Nel 2020, l’anno della pandemia globale di Covid, nonostante la contrazione globale del Pil, è cresciuto il ricorso ai brevetti, che tutelano le industrie e gli inventori più impegnati sul fronte dell’innovazione tecnologica. Un dato rilevante, perché anticiclico: malgrado la pandemia, sono state circa 276.000 le domande di brevetto al World Intellectual Property Office (Wipo) dell’Onu, in aumento del 4% rispetto al 2019.
Per il secondo anno nella storia del Wipo, istituito nel ’78, è stata la Cina il primo Paese per domande di brevetti internazionali nel mondo, estendendo il suo vantaggio sugli Stati Uniti, con 68.720 domande (+16%) contro le 59.230 (+3%) degli Usa. Al terzo posto è arrivato il Giappone (50.520 domande, -4,1%). In Europa svetta la Germania, al quinto posto.
L’Italia, pur essendo ancora fuori dalla Top Ten, ha registrato un aumento del 2,9% di brevetti presentati, con margini in costante crescita negli ultimi anni, anche rispetto ad altri Stati europei più quotati come la Francia e la stessa Germania. Un trend che fa ben sperare.
Quello dei brevetti è infatti un indicatore importante, perché testimonia come un’economia sia in grado di affrontare le nuove sfide create dall’evoluzione sociale e tecnologica e quanto sia capace di creare prodotti originali, che possono poi creare valore, proprio grazie alla proprietà intellettuale.
Tra i campi della tecnologia, nel nostro Paese, primeggia l’informatica (9,2% del totale), seguita dalla comunicazione digitale (8,3%), dalla tecnologia medica (6,6%), dai macchinari elettrici (6,6%) e dalla misurazione (4,8%).

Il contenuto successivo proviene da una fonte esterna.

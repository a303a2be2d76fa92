pub mod algorithms;
pub mod core;

pub use crate::algorithms::annotation::apply_annotation_vector;
pub use crate::algorithms::discords::{extract_discords, NO_DISCORD};
pub use crate::algorithms::distance_profile::{
    mass_distance_profile, naive_distance_profile, MassProvider, NaiveProvider, StompProvider,
};
pub use crate::algorithms::engine::{
    compute_matrix_profile, compute_matrix_profile_with, Algorithm, MatrixProfileEngine,
};
pub use crate::algorithms::mass::mass;
pub use crate::algorithms::stampi::{update_streaming, StreamingProfile};
pub use crate::core::distance_profile::{
    DistanceProfile, DistanceProfileProvider, StatelessProvider,
};
pub use crate::core::error::{MatrixProfileError, Result};
pub use crate::core::matrix_profile::{MatrixProfile, MatrixProfileConfig, RollingStats};
pub use crate::core::order::{OrderStrategy, Sequential, Shuffled};

/// High-level facade for matrix profile computation with a fixed configuration.
///
/// # Examples
///
/// ```
/// use matrix_profile_rs::{Algorithm, MatrixProfileConfig, MatrixProfiler};
///
/// let ts = vec![0.0, 1.0, 1.0, 0.0, 0.0, 1.0, 1.0, 0.0, 0.0, 1.0, 1.0, 0.0];
/// let profiler = MatrixProfiler::new(MatrixProfileConfig::new(4));
/// let mp = profiler.compute(&ts, Algorithm::Stomp).unwrap();
/// assert_eq!(mp.profile.len(), ts.len() - 4 + 1);
/// assert!(mp.profile[0] < 1e-6);
/// ```
#[derive(Debug, Clone)]
pub struct MatrixProfiler {
    config: MatrixProfileConfig,
}

impl MatrixProfiler {
    /// Create a new profiler with the given configuration.
    pub fn new(config: MatrixProfileConfig) -> Self {
        Self { config }
    }

    pub fn config(&self) -> &MatrixProfileConfig {
        &self.config
    }

    /// Compute the self-join matrix profile of a time series.
    pub fn compute(&self, ts: &[f64], algorithm: Algorithm) -> Result<MatrixProfile> {
        compute_matrix_profile_with(ts, None, algorithm, &self.config)
    }

    /// Compute the AB-join: for each window of `ts_b`, its nearest window in `ts_a`.
    ///
    /// No trivial-match exclusion is applied.
    pub fn ab_join(
        &self,
        ts_a: &[f64],
        ts_b: &[f64],
        algorithm: Algorithm,
    ) -> Result<MatrixProfile> {
        compute_matrix_profile_with(ts_a, Some(ts_b), algorithm, &self.config)
    }

    /// Create a streaming matrix profile from an initial time series.
    pub fn streaming(&self, initial_ts: &[f64]) -> Result<StreamingProfile> {
        StreamingProfile::new(initial_ts, self.config.clone())
    }

    /// Top-`k` discords of a profile, suppressing the configured exclusion zone
    /// around each one.
    pub fn discords(&self, mp: &MatrixProfile, k: usize) -> Vec<usize> {
        extract_discords(&mp.profile, self.config.exclusion_zone(), k)
    }

    /// Top-`k` discords after reweighting the profile with an annotation vector.
    pub fn annotated_discords(
        &self,
        mp: &MatrixProfile,
        av: &[f64],
        k: usize,
    ) -> Result<Vec<usize>> {
        let weighted = apply_annotation_vector(mp, Some(av))?;
        Ok(extract_discords(&weighted, self.config.exclusion_zone(), k))
    }
}
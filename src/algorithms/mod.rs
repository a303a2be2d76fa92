pub mod annotation;
pub mod common;
pub mod discords;
pub mod distance_profile;
pub mod engine;
pub mod mass;
pub mod stampi;
pub mod stomp;
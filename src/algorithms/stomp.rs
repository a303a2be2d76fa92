/// Cached dot products threaded through consecutive STOMP rows.
#[derive(Debug, Clone)]
pub struct DotProductCache {
    /// `QT[i][0]`: dot product of every query window with the first target
    /// window. In a self-join this equals row 0.
    pub dot_first: Vec<f64>,
    /// Dot products of the most recently computed row.
    pub dot_prev: Vec<f64>,
    /// Query index `dot_prev` belongs to.
    pub prev_idx: Option<usize>,
}

impl DotProductCache {
    pub fn new(dot_first: Vec<f64>) -> Self {
        Self {
            dot_first,
            dot_prev: Vec::new(),
            prev_idx: None,
        }
    }
}

/// Advance `dot` from row `idx - 1` to row `idx` in place.
///
/// STOMP exploits the relationship between consecutive dot products:
/// `QT[i][j] = QT[i-1][j-1] - A[i-1]*B[j-1] + A[i+m-1]*B[j+m-1]`
///
/// Column 0 has no predecessor and is read from `dot_first[idx]`. This makes
/// each row O(n) instead of the O(n log n) of an FFT correlation.
///
/// `idx` must be at least 1 and `dot` must hold row `idx - 1`.
pub fn stomp_dot_product_in_place(
    ts_a: &[f64],
    ts_b: &[f64],
    m: usize,
    idx: usize,
    dot_first: &[f64],
    dot: &mut [f64],
) {
    debug_assert!(idx >= 1);
    debug_assert_eq!(dot.len() + m - 1, ts_b.len());
    let leaving = ts_a[idx - 1];
    let entering = ts_a[idx + m - 1];

    // Walk backwards so dot[j-1] still holds the previous row
    for j in (1..dot.len()).rev() {
        dot[j] = dot[j - 1] - leaving * ts_b[j - 1] + entering * ts_b[j + m - 1];
    }
    if let Some(first) = dot.first_mut() {
        *first = dot_first[idx];
    }
}

/// Self-join dot products of row `idx` from row `idx - 1`, leaving inputs untouched.
pub fn stomp_dot_product(
    ts: &[f64],
    m: usize,
    dot_first: &[f64],
    dot_prev: &[f64],
    idx: usize,
) -> Vec<f64> {
    let mut dot = dot_prev.to_vec();
    stomp_dot_product_in_place(ts, ts, m, idx, dot_first, &mut dot);
    dot
}
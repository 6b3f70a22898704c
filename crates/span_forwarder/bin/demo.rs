//! # Span Forwarder Demo
//!
//! End-to-end run against a local ingest stub that speaks the TCP sender's
//! framing.
//!
//! ## What it shows
//!
//! - Concurrent producers enqueueing pre-encoded batches without blocking
//! - Queue-full flushes under a deliberately small queue
//!   (`AgentQueueDumped`)
//! - With `--flaky`: the stub answers the first connection with
//!   `FAILED_PRECONDITION`, so the forwarder reconnects with a fresh sender
//! - Destructive metric dumps, then a bounded graceful shutdown
//!
//! ## Running
//!
//! ```bash
//! # Quick mode (4 producers, 50 batches each)
//! cargo run -p span_forwarder --bin demo -- --quick
//!
//! # Force a reconnect partway through
//! cargo run -p span_forwarder --bin demo -- --flaky
//!
//! # Worker state transitions
//! RUST_LOG=span_forwarder=debug cargo run -p span_forwarder --bin demo
//! ```

use anyhow::Context;
use rand::rngs::StdRng;
use rand::{Rng, SeedableRng};
use span_forwarder::{Forwarder, ForwarderConfig, MetricsSnapshot, StatusCode};
use std::sync::Arc;
use std::sync::atomic::{AtomicU64, Ordering};
use std::time::{Duration, Instant};
use tokio::io::{AsyncRead, AsyncReadExt, AsyncWriteExt};
use tokio::net::TcpListener;
use tracing_subscriber::EnvFilter;

/// Frames the stub reads on the first connection before asking for a
/// reconnect in `--flaky` mode.
const FLAKY_AFTER_FRAMES: u64 = 25;

#[derive(Debug, Default)]
struct IngestStats {
    connections: AtomicU64,
    frames: AtomicU64,
    bytes: AtomicU64,
}

fn initialize_tracing() {
    let filter = EnvFilter::try_from_default_env().unwrap_or_else(|_| EnvFilter::new("info"));
    tracing_subscriber::fmt()
        .with_env_filter(filter)
        .with_target(false)
        .with_writer(std::io::stderr)
        .init();
}

#[tokio::main]
async fn main() -> anyhow::Result<()> {
    initialize_tracing();

    let args: Vec<String> = std::env::args().collect();
    let quick = args.iter().any(|a| a == "--quick");
    let flaky = args.iter().any(|a| a == "--flaky");

    let num_producers = if quick { 4 } else { 8 };
    let batches_per_producer = if quick { 50 } else { 200 };

    println!("Demo Configuration:");
    println!("   Mode: {}", if quick { "quick" } else { "full" });
    println!("   Flaky ingest: {flaky}");
    println!("   Producers: {num_producers}");
    println!("   Batches per producer: {batches_per_producer}");
    println!();

    // =========================================================================
    // Phase 1: local ingest stub
    // =========================================================================
    let listener = TcpListener::bind("127.0.0.1:0")
        .await
        .context("binding ingest stub")?;
    let port = listener.local_addr()?.port();
    let stats = Arc::new(IngestStats::default());
    tokio::spawn(run_ingest(listener, Arc::clone(&stats), flaky));
    println!("Phase 1: ingest stub listening on 127.0.0.1:{port}\n");

    // =========================================================================
    // Phase 2: forwarder
    // =========================================================================
    let config = ForwarderConfig::new("127.0.0.1", port, "demo-license", "demo-run")
        .with_queue_size(500)
        .with_backoff(Duration::from_millis(200))
        .with_request_header("entity.name", "span-forwarder-demo");
    let forwarder = Arc::new(Forwarder::start(config).context("starting forwarder")?);
    println!("Phase 2: forwarder started (queue_size = 500 spans)\n");

    // =========================================================================
    // Phase 3: producers
    // =========================================================================
    println!("Phase 3: starting {num_producers} producers\n");
    let start = Instant::now();
    let mut producers = Vec::with_capacity(num_producers);
    for id in 0..num_producers {
        let forwarder = Arc::clone(&forwarder);
        producers.push(tokio::spawn(async move {
            let mut rng = StdRng::from_entropy();
            let mut spans = 0u64;
            for _ in 0..batches_per_producer {
                let count: u64 = rng.gen_range(1..=40);
                let payload: Vec<u8> = (0..count * 16).map(|_| rng.r#gen()).collect();
                forwarder.enqueue(count, payload);
                spans += count;
                if rng.gen_bool(0.2) {
                    tokio::time::sleep(Duration::from_millis(1)).await;
                }
            }
            tracing::debug!(producer = id, spans, "producer finished");
            spans
        }));
    }

    let mut produced = 0u64;
    for producer in producers {
        produced += producer.await.context("producer task panicked")?;
    }
    println!("   All producers finished in {:?}", start.elapsed());

    // Let the worker drain what is still buffered.
    tokio::time::sleep(Duration::from_millis(300)).await;

    // =========================================================================
    // Phase 4: metrics
    // =========================================================================
    println!("\nPhase 4: supportability metrics\n");
    let metrics = forwarder
        .dump_metrics()
        .await
        .context("metrics unavailable")?;
    print_metrics(&metrics);

    // =========================================================================
    // Phase 5: shutdown
    // =========================================================================
    println!("\nPhase 5: graceful shutdown\n");
    match forwarder.shutdown(Duration::from_secs(5)).await {
        Ok(()) => println!("   Stream shut down cleanly"),
        Err(e) => println!("   {e}"),
    }
    forwarder.request_application_shutdown();

    println!();
    println!("   Spans produced:      {produced:>10}");
    println!("   Ingest connections:  {:>10}", stats.connections.load(Ordering::Relaxed));
    println!("   Frames received:     {:>10}", stats.frames.load(Ordering::Relaxed));
    println!("   Bytes received:      {:>10}", stats.bytes.load(Ordering::Relaxed));
    Ok(())
}

fn print_metrics(metrics: &MetricsSnapshot) {
    let mut names: Vec<&String> = metrics.keys().collect();
    names.sort();
    for name in names {
        println!("   {name:<60} {:>10}", metrics[name]);
    }
}

async fn run_ingest(listener: TcpListener, stats: Arc<IngestStats>, flaky: bool) {
    loop {
        let (socket, peer) = match listener.accept().await {
            Ok(accepted) => accepted,
            Err(e) => {
                tracing::error!(error = %e, "ingest stub accept failed");
                return;
            }
        };
        let connection = stats.connections.fetch_add(1, Ordering::Relaxed);
        let stats = Arc::clone(&stats);
        tokio::spawn(async move {
            let refuse_after = (flaky && connection == 0).then_some(FLAKY_AFTER_FRAMES);
            if let Err(e) = serve_connection(socket, &stats, refuse_after).await {
                tracing::debug!(%peer, error = %e, "ingest connection ended");
            }
        });
    }
}

async fn serve_connection(
    mut socket: tokio::net::TcpStream,
    stats: &IngestStats,
    refuse_after: Option<u64>,
) -> std::io::Result<()> {
    let handshake = read_frame(&mut socket).await?;
    tracing::info!(handshake = %String::from_utf8_lossy(&handshake), "ingest stream opened");

    let mut frames = 0u64;
    loop {
        let frame = read_frame(&mut socket).await?;
        frames += 1;
        stats.frames.fetch_add(1, Ordering::Relaxed);
        stats.bytes.fetch_add(frame.len() as u64, Ordering::Relaxed);

        if refuse_after.is_some_and(|limit| frames >= limit) {
            let message = b"stream moved";
            socket.write_u8(StatusCode::FailedPrecondition as u8).await?;
            socket.write_u32(message.len() as u32).await?;
            socket.write_all(message).await?;
            tracing::info!(frames, "ingest stub requested a reconnect");
            return Ok(());
        }
    }
}

async fn read_frame<R: AsyncRead + Unpin>(reader: &mut R) -> std::io::Result<Vec<u8>> {
    let len = reader.read_u32().await? as usize;
    let mut buf = vec![0; len];
    reader.read_exact(&mut buf).await?;
    Ok(buf)
}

Tenendo presente il buon lavoro fatto negli ultimi anni, reso possibile dalla fruttuosa collaborazione del pubblico con il privato, ora è il momento dello scatto decisivo, del cambio di passo. L’occasione è data dal Piano Nazionale di Ripresa e Resilienza (Pnrr), il recovery plan italiano che, con la Missione 4, destina €32 miliardi circa a istruzione e ricerca (17%), una decisione in discontinuità con le passate politiche di finanziamento di questo comparto. Affinché questi investimenti possano avere effetti concreti, senza perdere questa storica occasione, è necessario che si rispettino alcune condizioni e non si perda di vista la cornice complessiva. Su tutti, due elementi: gli investimenti del PNRR dovranno essere accompagnati dalla spesa corrente per rafforzare la ricerca – fondi pubblici o autofinanziamento degli atenei – e devono essere sostenuti dalle adeguate riforme con interventi mirati, un esempio la formazione dottorale e il placement dei dottori di ricerca, un tema strategico per la competitività del nostro Paese nei prossimi anni.